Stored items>
··········

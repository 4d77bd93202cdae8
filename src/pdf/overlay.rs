//! 直接绘制到页面内容中的高亮
//!
//! 在无法写入注释时使用。每页原有内容只包一次 `q ... Q`，
//! 防止其图形状态影响追加的矩形。

use highlight_core::{AnnotationKind, AnnotationStyle, Rectangle};
use lopdf::content::{Content, Operation};
use lopdf::{dictionary, Dictionary, Object, ObjectId, Stream};

use super::utils::{inherited_attribute, resolve_dict};
use super::{PdfDocument, PdfError};

/// 样式对应的图形状态资源名，相同样式共用一项
fn gstate_name(style: &AnnotationStyle) -> String {
    let permille = (style.opacity.value() * 1000.0).round() as u32;
    match style.kind {
        AnnotationKind::Backdrop => format!("HLgs{}", permille),
        AnnotationKind::Highlight => format!("HLgs{}m", permille),
    }
}

fn fill_operations(gs: &str, rect: &Rectangle, style: &AnnotationStyle) -> Vec<Operation> {
    let [r, g, b] = style.fill().components();
    vec![
        Operation::new("q", vec![]),
        Operation::new("gs", vec![Object::Name(gs.as_bytes().to_vec())]),
        Operation::new("rg", vec![r.into(), g.into(), b.into()]),
        Operation::new(
            "re",
            vec![
                rect.left.into(),
                rect.bottom.into(),
                rect.width().into(),
                rect.height().into(),
            ],
        ),
        Operation::new("f", vec![]),
        Operation::new("Q", vec![]),
    ]
}

fn encode(operations: Vec<Operation>) -> Result<Vec<u8>, PdfError> {
    Content { operations }
        .encode()
        .map_err(|e| PdfError::Content(e.to_string()))
}

/// 在页面上绘制半透明填充矩形
pub fn paint_rect(
    doc: &mut PdfDocument,
    page_id: ObjectId,
    rect: &Rectangle,
    style: &AnnotationStyle,
) -> Result<(), PdfError> {
    if doc.is_encrypted() {
        return Err(PdfError::Encrypted("content streams cannot be appended"));
    }

    let gs = gstate_name(style);
    let mut state = dictionary! {
        "Type" => "ExtGState",
        "ca" => style.opacity.value(),
        "CA" => style.opacity.value(),
    };
    if style.kind == AnnotationKind::Highlight {
        state.set("BM", "Multiply");
    }
    add_ext_gstate(doc, page_id, &gs, state)?;

    let existing = doc.editable_dictionary(page_id)?.get(b"Contents").ok().cloned();
    let mut parts: Vec<Object> = match existing {
        Some(Object::Array(arr)) => arr,
        Some(Object::Reference(id)) => match doc.resolve(&Object::Reference(id)) {
            Some(Object::Array(arr)) => arr.clone(),
            _ => vec![Object::Reference(id)],
        },
        _ => Vec::new(),
    };

    if doc.wrapped_pages.insert(page_id) {
        let save = doc
            .update()
            .add_object(Stream::new(dictionary! {}, encode(vec![Operation::new("q", vec![])])?));
        let restore = doc
            .update()
            .add_object(Stream::new(dictionary! {}, encode(vec![Operation::new("Q", vec![])])?));
        parts.insert(0, save.into());
        parts.push(restore.into());
    }

    let paint = doc
        .update()
        .add_object(Stream::new(dictionary! {}, encode(fill_operations(&gs, rect, style))?));
    parts.push(paint.into());

    doc.editable_dictionary(page_id)?.set("Contents", parts);
    log::debug!("[Overlay] 已绘制 {:?}，页面 {:?}", rect, page_id);
    Ok(())
}

/// 把 `name` 加入页面 ExtGState 资源。资源可能直接写在页面上、通过引用，
/// 或从页面树继承（会复制到页面上）。
fn add_ext_gstate(doc: &mut PdfDocument, page_id: ObjectId, name: &str, state: Dictionary) -> Result<(), PdfError> {
    let own = doc.editable_dictionary(page_id)?.get(b"Resources").ok().cloned();

    let mut resources: Dictionary = match &own {
        Some(obj) => doc
            .resolve(obj)
            .and_then(|o| o.as_dict().ok())
            .cloned()
            .unwrap_or_default(),
        None => {
            let reader = doc.reader();
            inherited_attribute(reader, page_id, b"Resources")
                .and_then(|obj| resolve_dict(reader, obj))
                .cloned()
                .unwrap_or_default()
        }
    };

    let mut states: Dictionary = resources
        .get(b"ExtGState")
        .ok()
        .and_then(|obj| doc.resolve(obj))
        .and_then(|o| o.as_dict().ok())
        .cloned()
        .unwrap_or_default();
    states.set(name, state);
    resources.set("ExtGState", states);

    match own {
        Some(Object::Reference(id)) => {
            doc.update().objects.insert(id, Object::Dictionary(resources));
        }
        _ => doc.editable_dictionary(page_id)?.set("Resources", resources),
    }
    Ok(())
}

··········

For this exercise, find all lines in the records containing the word "match" and copy them.

    match style.kind {
    let mut parts: Vec<Object> = match existing {
        Some(Object::Reference(id)) => match doc.resolve(&Object::Reference(id)) {
    let mut resources: Dictionary = match &own {
    match own {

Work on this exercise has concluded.